Potential of a compiler that creates the executable at once

Mark smarksc at gmail.com
Thu Feb 10 21:28:56 UTC 2022


On Thursday, 10 February 2022 at 11:54:59 UTC, bauss wrote:
> On Thursday, 10 February 2022 at 09:41:12 UTC, rempas wrote:
>>
>> At some point about 3 months ago, the creator of the language 
>> said that at that point, Vox can compile 1.2M LoC/S which is 
>> really really fast and this is a point that 99% of the 
>> projects will not reach so your project will always compiler 
>> in less than a second no matter what!
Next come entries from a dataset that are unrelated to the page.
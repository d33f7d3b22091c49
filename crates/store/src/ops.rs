// SPDX-License-Identifier: MIT
// Copyright (c) 2026 Workyard Authors

//! The mutating half of the [`crate::Store`] trait, reified as a
//! serializable enum so [`crate::wal::Wal`] can persist and replay it.
//! Read-only primitives (`findBy*`, `hasJob`) never touch the WAL.

use serde::{Deserialize, Serialize};
use wy_core::{JobDefinition, JobId, JobRecord, LogLine, ResultCode};

#[derive(Debug, Clone, Serialize, Deserialize)]
pub enum StoreOp {
    CreateUnique {
        record: JobRecord,
    },
    Remove {
        id: JobId,
    },
    MarkQueuedAsNotExecuted {
        id: JobId,
        now_ms: u64,
    },
    ActivateQueuedJob {
        id: JobId,
        host: String,
        thread: String,
        now_ms: u64,
    },
    MarkRunningAsFinished {
        id: JobId,
        result_code: ResultCode,
        result_message: Option<String>,
        now_ms: u64,
    },
    UpdateHostThread {
        id: JobId,
        host: String,
        thread: String,
        now_ms: u64,
    },
    SetStatusMessage {
        id: JobId,
        message: Option<String>,
        now_ms: u64,
    },
    AppendLogLine {
        id: JobId,
        line: LogLine,
        max_log_lines: usize,
        now_ms: u64,
    },
    SetLogLines {
        id: JobId,
        lines: Vec<LogLine>,
        max_log_lines: usize,
        now_ms: u64,
    },
    InsertAdditionalData {
        id: JobId,
        key: String,
        value: String,
        now_ms: u64,
    },
    AddAdditionalData {
        id: JobId,
        key: String,
        value: String,
        now_ms: u64,
    },
    RequestAbort {
        id: JobId,
    },
    UpsertDefinition {
        definition: JobDefinition,
    },
    SetDefinitionDisabled {
        name: String,
        disabled: bool,
        now_ms: u64,
    },
}

impl crate::state::MaterializedState {
    /// Applies a previously-logged op during WAL replay. Mirrors exactly
    /// what `MemStore` does for a live call, so replay and live mutation
    /// can never drift apart.
    pub fn apply(&mut self, op: &StoreOp) {
        match op.clone() {
            StoreOp::CreateUnique { record } => {
                self.create_unique(record);
            }
            StoreOp::Remove { id } => {
                self.remove(&id);
            }
            StoreOp::MarkQueuedAsNotExecuted { id, now_ms } => {
                self.mark_queued_as_not_executed(&id, now_ms);
            }
            StoreOp::ActivateQueuedJob { id, host, thread, now_ms } => {
                self.activate_queued_job(&id, &host, &thread, now_ms);
            }
            StoreOp::MarkRunningAsFinished { id, result_code, result_message, now_ms } => {
                self.mark_running_as_finished(&id, result_code, result_message, now_ms);
            }
            StoreOp::UpdateHostThread { id, host, thread, now_ms } => {
                self.update_host_thread(&id, &host, &thread, now_ms);
            }
            StoreOp::SetStatusMessage { id, message, now_ms } => {
                self.set_status_message(&id, message, now_ms);
            }
            StoreOp::AppendLogLine { id, line, max_log_lines, now_ms } => {
                self.append_log_line(&id, line, max_log_lines, now_ms);
            }
            StoreOp::SetLogLines { id, lines, max_log_lines, now_ms } => {
                self.set_log_lines(&id, lines, max_log_lines, now_ms);
            }
            StoreOp::InsertAdditionalData { id, key, value, now_ms } => {
                self.insert_additional_data(&id, key, value, now_ms);
            }
            StoreOp::AddAdditionalData { id, key, value, now_ms } => {
                self.add_additional_data(&id, key, value, now_ms);
            }
            StoreOp::RequestAbort { id } => {
                self.request_abort(&id);
            }
            StoreOp::UpsertDefinition { definition } => {
                self.upsert_definition(definition);
            }
            StoreOp::SetDefinitionDisabled { name, disabled, now_ms } => {
                self.set_definition_disabled(&name, disabled, now_ms);
            }
        }
    }
}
What is even more 
>> impressive is that Vox is single thread so when parsing the 
>> files for symbols and errors, why could get a much bigger 
>> performance boost if we had multithread support!
>>
>
> You see, there's a large misconception here.
>
> Typically slow compile times aren't due to the LoC a project 
> has, but rather what happens during the compilation.
>
> Ex. template instantiation, functions executed at ctfe, 
> preprocessing, optimization etc.

If you generate an executable directly (without going through 
compilation to object files and then linking) then you can save 
some compile time on these tasks, no? For instance, you can 
maintain some sort of global cache so that repeated 
instantiations of the same template (in different compilation 
units) are detected during compilation; this then saves you time 
on compiling something that you have already compiled before. I 
assume that such repeated instantiations are very common when 
there is heavy usage of the standard library.

The same goes for identical CTFEs and any other compilation step 
that can potentially repeat in different compilation units.

Assuming link-time optimization, the end result (the executable) 
should be the same, but the compile times will be different.